Work to be completed> Give back an exact copy of the lines below, from the first through the line with "the Notion databases."; please stop there.

Data shown>

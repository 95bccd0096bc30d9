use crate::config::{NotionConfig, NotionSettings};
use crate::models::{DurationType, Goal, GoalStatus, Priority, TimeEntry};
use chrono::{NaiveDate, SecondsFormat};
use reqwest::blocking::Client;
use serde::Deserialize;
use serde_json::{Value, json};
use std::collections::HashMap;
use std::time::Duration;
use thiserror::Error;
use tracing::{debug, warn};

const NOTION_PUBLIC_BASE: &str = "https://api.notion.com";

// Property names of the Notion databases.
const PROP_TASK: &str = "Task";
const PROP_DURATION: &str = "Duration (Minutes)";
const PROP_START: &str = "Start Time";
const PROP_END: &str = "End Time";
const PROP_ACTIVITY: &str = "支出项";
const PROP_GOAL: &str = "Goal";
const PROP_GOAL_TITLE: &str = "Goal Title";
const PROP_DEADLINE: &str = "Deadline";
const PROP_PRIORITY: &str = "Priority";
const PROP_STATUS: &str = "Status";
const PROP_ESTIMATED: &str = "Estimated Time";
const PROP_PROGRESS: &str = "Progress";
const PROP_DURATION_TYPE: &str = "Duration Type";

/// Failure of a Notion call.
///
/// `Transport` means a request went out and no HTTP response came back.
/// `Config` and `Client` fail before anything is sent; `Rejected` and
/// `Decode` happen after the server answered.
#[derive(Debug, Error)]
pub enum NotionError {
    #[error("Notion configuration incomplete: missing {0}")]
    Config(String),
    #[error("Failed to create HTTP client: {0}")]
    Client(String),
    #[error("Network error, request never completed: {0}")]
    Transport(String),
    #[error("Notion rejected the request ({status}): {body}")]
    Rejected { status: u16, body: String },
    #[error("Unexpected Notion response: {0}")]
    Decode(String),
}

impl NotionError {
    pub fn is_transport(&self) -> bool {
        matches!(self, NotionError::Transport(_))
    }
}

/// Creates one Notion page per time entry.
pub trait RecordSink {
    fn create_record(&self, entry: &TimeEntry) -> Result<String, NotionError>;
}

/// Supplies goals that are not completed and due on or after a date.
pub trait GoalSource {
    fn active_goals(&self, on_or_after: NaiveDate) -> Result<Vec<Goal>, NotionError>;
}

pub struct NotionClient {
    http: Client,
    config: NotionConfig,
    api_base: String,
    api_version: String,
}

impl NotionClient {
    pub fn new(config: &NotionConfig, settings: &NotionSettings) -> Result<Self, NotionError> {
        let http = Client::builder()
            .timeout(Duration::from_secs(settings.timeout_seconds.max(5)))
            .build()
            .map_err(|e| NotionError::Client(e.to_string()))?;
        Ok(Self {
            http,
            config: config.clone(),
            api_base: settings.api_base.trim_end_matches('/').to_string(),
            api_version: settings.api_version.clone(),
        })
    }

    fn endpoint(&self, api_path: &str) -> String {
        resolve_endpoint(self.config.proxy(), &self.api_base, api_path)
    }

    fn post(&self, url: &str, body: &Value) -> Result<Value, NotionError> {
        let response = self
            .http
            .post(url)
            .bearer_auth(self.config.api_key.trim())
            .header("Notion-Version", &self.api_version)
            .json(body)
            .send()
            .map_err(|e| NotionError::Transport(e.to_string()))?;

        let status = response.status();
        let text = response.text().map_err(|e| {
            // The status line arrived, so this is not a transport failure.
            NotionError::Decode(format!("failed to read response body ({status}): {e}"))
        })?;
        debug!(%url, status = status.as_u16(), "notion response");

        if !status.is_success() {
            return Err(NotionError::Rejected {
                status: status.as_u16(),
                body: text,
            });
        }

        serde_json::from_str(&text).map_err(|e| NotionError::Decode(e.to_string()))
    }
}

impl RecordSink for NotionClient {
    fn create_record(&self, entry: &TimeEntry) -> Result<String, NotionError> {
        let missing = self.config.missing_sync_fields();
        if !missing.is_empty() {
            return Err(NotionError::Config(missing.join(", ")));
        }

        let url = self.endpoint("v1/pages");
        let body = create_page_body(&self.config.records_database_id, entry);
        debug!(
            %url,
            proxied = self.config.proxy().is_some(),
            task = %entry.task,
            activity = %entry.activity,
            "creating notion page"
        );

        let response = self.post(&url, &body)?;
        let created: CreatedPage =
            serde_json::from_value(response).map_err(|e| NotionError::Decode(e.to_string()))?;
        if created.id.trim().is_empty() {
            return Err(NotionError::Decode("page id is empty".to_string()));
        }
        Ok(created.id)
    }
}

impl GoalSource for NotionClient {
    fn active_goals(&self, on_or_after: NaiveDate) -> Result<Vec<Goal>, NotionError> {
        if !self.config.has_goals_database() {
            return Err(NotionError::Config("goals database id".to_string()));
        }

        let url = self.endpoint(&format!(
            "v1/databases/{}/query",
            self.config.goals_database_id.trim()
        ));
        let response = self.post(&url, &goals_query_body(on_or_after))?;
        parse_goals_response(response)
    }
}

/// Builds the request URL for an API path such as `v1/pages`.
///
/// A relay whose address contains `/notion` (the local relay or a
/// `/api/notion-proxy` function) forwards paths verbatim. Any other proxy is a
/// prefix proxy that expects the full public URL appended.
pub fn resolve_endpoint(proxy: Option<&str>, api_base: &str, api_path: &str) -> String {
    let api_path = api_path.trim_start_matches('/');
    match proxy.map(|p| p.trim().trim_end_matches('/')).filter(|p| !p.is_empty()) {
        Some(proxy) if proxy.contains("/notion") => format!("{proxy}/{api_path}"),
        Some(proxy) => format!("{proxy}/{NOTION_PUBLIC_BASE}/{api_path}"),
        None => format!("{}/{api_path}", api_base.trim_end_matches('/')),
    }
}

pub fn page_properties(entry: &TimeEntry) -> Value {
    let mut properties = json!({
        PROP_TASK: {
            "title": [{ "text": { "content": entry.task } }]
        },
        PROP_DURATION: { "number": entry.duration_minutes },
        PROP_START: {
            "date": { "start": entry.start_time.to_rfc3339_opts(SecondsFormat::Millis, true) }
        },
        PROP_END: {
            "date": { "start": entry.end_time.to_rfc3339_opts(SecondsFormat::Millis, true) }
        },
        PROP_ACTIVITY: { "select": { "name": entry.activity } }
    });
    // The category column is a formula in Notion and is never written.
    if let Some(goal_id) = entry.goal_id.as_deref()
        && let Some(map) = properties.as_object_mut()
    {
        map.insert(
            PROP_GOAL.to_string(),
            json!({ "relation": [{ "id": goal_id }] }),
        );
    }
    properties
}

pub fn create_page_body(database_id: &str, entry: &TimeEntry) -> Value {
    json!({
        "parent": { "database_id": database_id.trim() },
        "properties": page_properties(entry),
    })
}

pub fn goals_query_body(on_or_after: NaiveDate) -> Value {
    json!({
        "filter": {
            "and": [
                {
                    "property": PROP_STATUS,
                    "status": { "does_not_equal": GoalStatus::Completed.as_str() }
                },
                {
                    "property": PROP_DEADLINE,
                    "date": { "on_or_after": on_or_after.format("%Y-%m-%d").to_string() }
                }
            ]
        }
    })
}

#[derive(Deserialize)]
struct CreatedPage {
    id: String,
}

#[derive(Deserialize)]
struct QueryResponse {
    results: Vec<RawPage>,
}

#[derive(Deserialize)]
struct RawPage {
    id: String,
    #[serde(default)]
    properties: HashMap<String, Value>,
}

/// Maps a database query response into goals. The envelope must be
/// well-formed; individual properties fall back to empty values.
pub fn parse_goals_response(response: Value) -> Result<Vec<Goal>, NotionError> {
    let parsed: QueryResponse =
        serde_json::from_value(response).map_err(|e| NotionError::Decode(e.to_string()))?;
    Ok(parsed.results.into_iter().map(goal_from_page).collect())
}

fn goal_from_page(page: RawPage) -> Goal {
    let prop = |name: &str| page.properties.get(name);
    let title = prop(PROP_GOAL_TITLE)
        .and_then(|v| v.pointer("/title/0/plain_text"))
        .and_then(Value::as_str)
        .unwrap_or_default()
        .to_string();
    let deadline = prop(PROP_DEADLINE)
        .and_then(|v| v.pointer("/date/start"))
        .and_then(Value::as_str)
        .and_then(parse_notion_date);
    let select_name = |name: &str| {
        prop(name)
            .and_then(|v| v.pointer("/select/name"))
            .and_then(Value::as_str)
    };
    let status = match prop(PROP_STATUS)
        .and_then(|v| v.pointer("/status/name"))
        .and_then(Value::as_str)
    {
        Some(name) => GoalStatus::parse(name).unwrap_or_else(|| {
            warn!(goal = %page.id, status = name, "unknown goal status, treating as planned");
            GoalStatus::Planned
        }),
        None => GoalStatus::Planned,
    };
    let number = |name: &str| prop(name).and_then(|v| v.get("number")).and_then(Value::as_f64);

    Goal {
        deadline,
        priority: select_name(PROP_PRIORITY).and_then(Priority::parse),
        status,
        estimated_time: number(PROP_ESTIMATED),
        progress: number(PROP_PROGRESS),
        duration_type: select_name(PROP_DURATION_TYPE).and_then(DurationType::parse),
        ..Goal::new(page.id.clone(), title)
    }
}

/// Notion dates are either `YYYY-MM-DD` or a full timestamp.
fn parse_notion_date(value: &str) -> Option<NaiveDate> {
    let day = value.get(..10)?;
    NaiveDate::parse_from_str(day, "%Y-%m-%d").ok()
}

Answer to this problem>
repository 95bccd0096bc30d9
use crate::config::{NotionConfig, NotionSettings};
use crate::models::{DurationType, Goal, GoalStatus, Priority, TimeEntry};
use chrono::{NaiveDate, SecondsFormat};
use reqwest::blocking::Client;
use serde::Deserialize;
use serde_json::{Value, json};
use std::collections::HashMap;
use std::time::Duration;
use thiserror::Error;
use tracing::{debug, warn};

const NOTION_PUBLIC_BASE: &str = "https://api.notion.com";

// Property names of the Notion databases.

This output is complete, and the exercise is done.